Pressure has been mounting on Rousseff to clean up Petrobras, whose reputation suffered with the arrest and testimony of three former senior executives and three dozen others, including executives of major suppliers.
Police say they have uncovered a price-fixing, bribery and political kickback scheme that allegedly benefited Rousseff's ruling Workers' Party as well as others. The illegal activity, authorities allege, diverted at least 3.7 billion and perhaps more than 28 billion from Petrobras coffers.

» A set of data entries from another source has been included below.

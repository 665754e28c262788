//! Wire formats shared with the Resque ecosystem
//!
//! Queue entries, worker status records and failure records are JSON
//! documents whose field names are fixed by the external producers and
//! dashboards reading the same keys.

use chrono::{DateTime, Utc};
use serde::de::DeserializeOwned;
use serde::{Deserialize, Deserializer, Serialize};
use serde_json::Value;

/// Serialization errors
#[derive(Debug, thiserror::Error)]
pub enum CodecError {
    /// Malformed JSON or a document of the wrong shape
    #[error("serialization error: {0}")]
    Json(#[from] serde_json::Error),

    /// Job envelope without a class name
    #[error("job envelope has an empty class")]
    EmptyClass,
}

/// Job envelope: `{"class": "...", "args": [...]}`
#[derive(Debug, Clone, PartialEq, Serialize, Deserialize)]
pub struct Payload {
    pub class: String,

    /// Absent and `null` args both decode as empty
    #[serde(default, deserialize_with = "null_as_empty")]
    pub args: Vec<Value>,
}

impl Payload {
    pub fn new(class: impl Into<String>, args: Vec<Value>) -> Self {
        Self {
            class: class.into(),
            args,
        }
    }

    /// Canonical string form of the arguments, used for duplicate detection
    pub fn args_signature(&self) -> String {
        Value::Array(self.args.clone()).to_string()
    }

    /// Whether two envelopes name the same class with the same arguments
    ///
    /// Numbers compare by value, so `1` and `1.0` are the same argument.
    pub fn same_job(&self, other: &Payload) -> bool {
        self.class == other.class
            && self.args.len() == other.args.len()
            && self.args.iter().zip(&other.args).all(|(a, b)| same_value(a, b))
    }
}

fn same_value(a: &Value, b: &Value) -> bool {
    match (a, b) {
        (Value::Number(x), Value::Number(y)) => match (x.as_i64(), y.as_i64()) {
            (Some(x), Some(y)) => x == y,
            _ => x.as_f64() == y.as_f64(),
        },
        (Value::Array(xs), Value::Array(ys)) => {
            xs.len() == ys.len() && xs.iter().zip(ys).all(|(x, y)| same_value(x, y))
        }
        (Value::Object(xs), Value::Object(ys)) => {
            xs.len() == ys.len()
                && xs
                    .iter()
                    .all(|(key, x)| ys.get(key).is_some_and(|y| same_value(x, y)))
        }
        _ => a == b,
    }
}

fn null_as_empty<'de, D>(deserializer: D) -> Result<Vec<Value>, D::Error>
where
    D: Deserializer<'de>,
{
    Ok(Option::<Vec<Value>>::deserialize(deserializer)?.unwrap_or_default())
}

/// A job taken off a queue, on its way to a worker
#[derive(Debug, Clone, PartialEq)]
pub struct Job {
    pub queue: String,
    pub payload: Payload,
}

impl Job {
    pub fn new(queue: impl Into<String>, payload: Payload) -> Self {
        Self {
            queue: queue.into(),
            payload,
        }
    }
}

/// What a worker is doing right now, stored under `worker:<id>`
#[derive(Debug, Clone, PartialEq, Serialize, Deserialize)]
pub struct WorkStatus {
    pub queue: String,
    pub run_at: DateTime<Utc>,
    pub payload: Payload,
}

/// A failed job, appended to the `failed` list
#[derive(Debug, Clone, PartialEq, Serialize, Deserialize)]
pub struct Failure {
    pub failed_at: DateTime<Utc>,
    pub payload: Payload,
    pub exception: String,
    pub error: String,
    pub worker: String,
    pub queue: String,
}

/// Encode any wire document
pub fn encode<T: Serialize>(value: &T) -> Result<String, CodecError> {
    Ok(serde_json::to_string(value)?)
}

/// Decode any wire document
pub fn decode<T: DeserializeOwned>(raw: &str) -> Result<T, CodecError> {
    Ok(serde_json::from_str(raw)?)
}

/// Encode a job envelope, rejecting an empty class
pub fn encode_payload(payload: &Payload) -> Result<String, CodecError> {
    if payload.class.is_empty() {
        return Err(CodecError::EmptyClass);
    }
    encode(payload)
}

/// Decode a job envelope, rejecting an empty class
pub fn decode_payload(raw: &str) -> Result<Payload, CodecError> {
    let payload: Payload = decode(raw)?;
    if payload.class.is_empty() {
        return Err(CodecError::EmptyClass);
    }
    Ok(payload)
}

#[cfg(test)]
mod tests {
    use super::*;
    use serde_json::json;

    #[test]
    fn test_payload_roundtrip_with_mixed_args() {
        let payload = Payload::new(
            "SendEmail",
            vec![json!("foo"), json!(true), json!(1), json!(0.999999), json!(null)],
        );

        let raw = encode_payload(&payload).unwrap();
        let decoded = decode_payload(&raw).unwrap();

        assert_eq!(decoded.class, "SendEmail");
        assert_eq!(decoded.args, payload.args);
    }

    #[test]
    fn test_payload_wire_format() {
        let payload = Payload::new("Archive", vec![json!(42)]);
        assert_eq!(
            encode_payload(&payload).unwrap(),
            r#"{"class":"Archive","args":[42]}"#
        );
    }

    #[test]
    fn test_absent_or_null_args_decode_empty() {
        assert!(decode_payload(r#"{"class":"A"}"#).unwrap().args.is_empty());
        assert!(decode_payload(r#"{"class":"A","args":null}"#)
            .unwrap()
            .args
            .is_empty());
    }

    #[test]
    fn test_empty_class_rejected() {
        assert!(matches!(
            decode_payload(r#"{"class":"","args":[]}"#),
            Err(CodecError::EmptyClass)
        ));
        assert!(matches!(
            encode_payload(&Payload::new("", vec![])),
            Err(CodecError::EmptyClass)
        ));
    }

    #[test]
    fn test_malformed_payload() {
        assert!(matches!(decode_payload("{not json"), Err(CodecError::Json(_))));
        assert!(matches!(decode_payload(r#"{"args":[]}"#), Err(CodecError::Json(_))));
    }

    #[test]
    fn test_same_job_compares_class_and_args() {
        let a = Payload::new("A", vec![json!(1), json!("x")]);
        assert!(a.same_job(&Payload::new("A", vec![json!(1), json!("x")])));
        assert!(!a.same_job(&Payload::new("A", vec![json!(2), json!("x")])));
        assert!(!a.same_job(&Payload::new("B", vec![json!(1), json!("x")])));
        assert!(!a.same_job(&Payload::new("A", vec![json!(1)])));
    }

    #[test]
    fn test_same_job_compares_numbers_by_value() {
        let a = Payload::new("A", vec![json!(1), json!({ "n": [2, 3.5] })]);
        let decoded = decode_payload(r#"{"class":"A","args":[1.0,{"n":[2.0,3.5]}]}"#).unwrap();
        assert!(a.same_job(&decoded));
        assert!(!a.same_job(&Payload::new("A", vec![json!(1.5), json!({ "n": [2, 3.5] })])));
        assert!(!a.same_job(&Payload::new("A", vec![json!("1"), json!({ "n": [2, 3.5] })])));
    }

    #[test]
    fn test_status_and_failure_field_names() {
        let run_at = DateTime::parse_from_rfc3339("2024-05-01T10:00:00Z")
            .unwrap()
            .with_timezone(&Utc);
        let status = WorkStatus {
            queue: "high".into(),
            run_at,
            payload: Payload::new("A", vec![]),
        };
        let value: Value = serde_json::from_str(&encode(&status).unwrap()).unwrap();
        assert_eq!(value["queue"], "high");
        assert_eq!(value["run_at"], "2024-05-01T10:00:00Z");
        assert_eq!(value["payload"]["class"], "A");

        let failure = Failure {
            failed_at: run_at,
            payload: Payload::new("A", vec![]),
            exception: "Error".into(),
            error: "boom".into(),
            worker: "host:1-0:high".into(),
            queue: "high".into(),
        };
        let value: Value = serde_json::from_str(&encode(&failure).unwrap()).unwrap();
        let mut fields: Vec<_> = value.as_object().unwrap().keys().cloned().collect();
        fields.sort();
        assert_eq!(
            fields,
            vec!["error", "exception", "failed_at", "payload", "queue", "worker"]
        );
    }
}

Petrobras said last week that the corruption was one of several factors that helped wipe out a net 61.4 billion Reais from the value of its assets, such as refineries and oil platforms, but it refused to take a charge against earnings.
Allegedly Rousseff considered the assets reduction, which was left out of Petrobras' unaudited third quarter results, unreasonable and its disclosure a mistake.
Brazil's largest company lost nearly 3/4 of its market value in recent years due to an inflated investment policy and successive cases of corruption revealed by the Car Wash probe.
Rousseff is also personally concerned with Foster. The president has trusted the CEO since she was chief of Petrobras Council and a Minister during Lula da Silva's administration. Reports say Foster is under severe emotional pressure because of the case.
Rousseff has asked Finance Minister Joaquim Levy, a University of Chicago economist, to help Petrobras sort out the best accounting methods for handling its thorny balance sheet.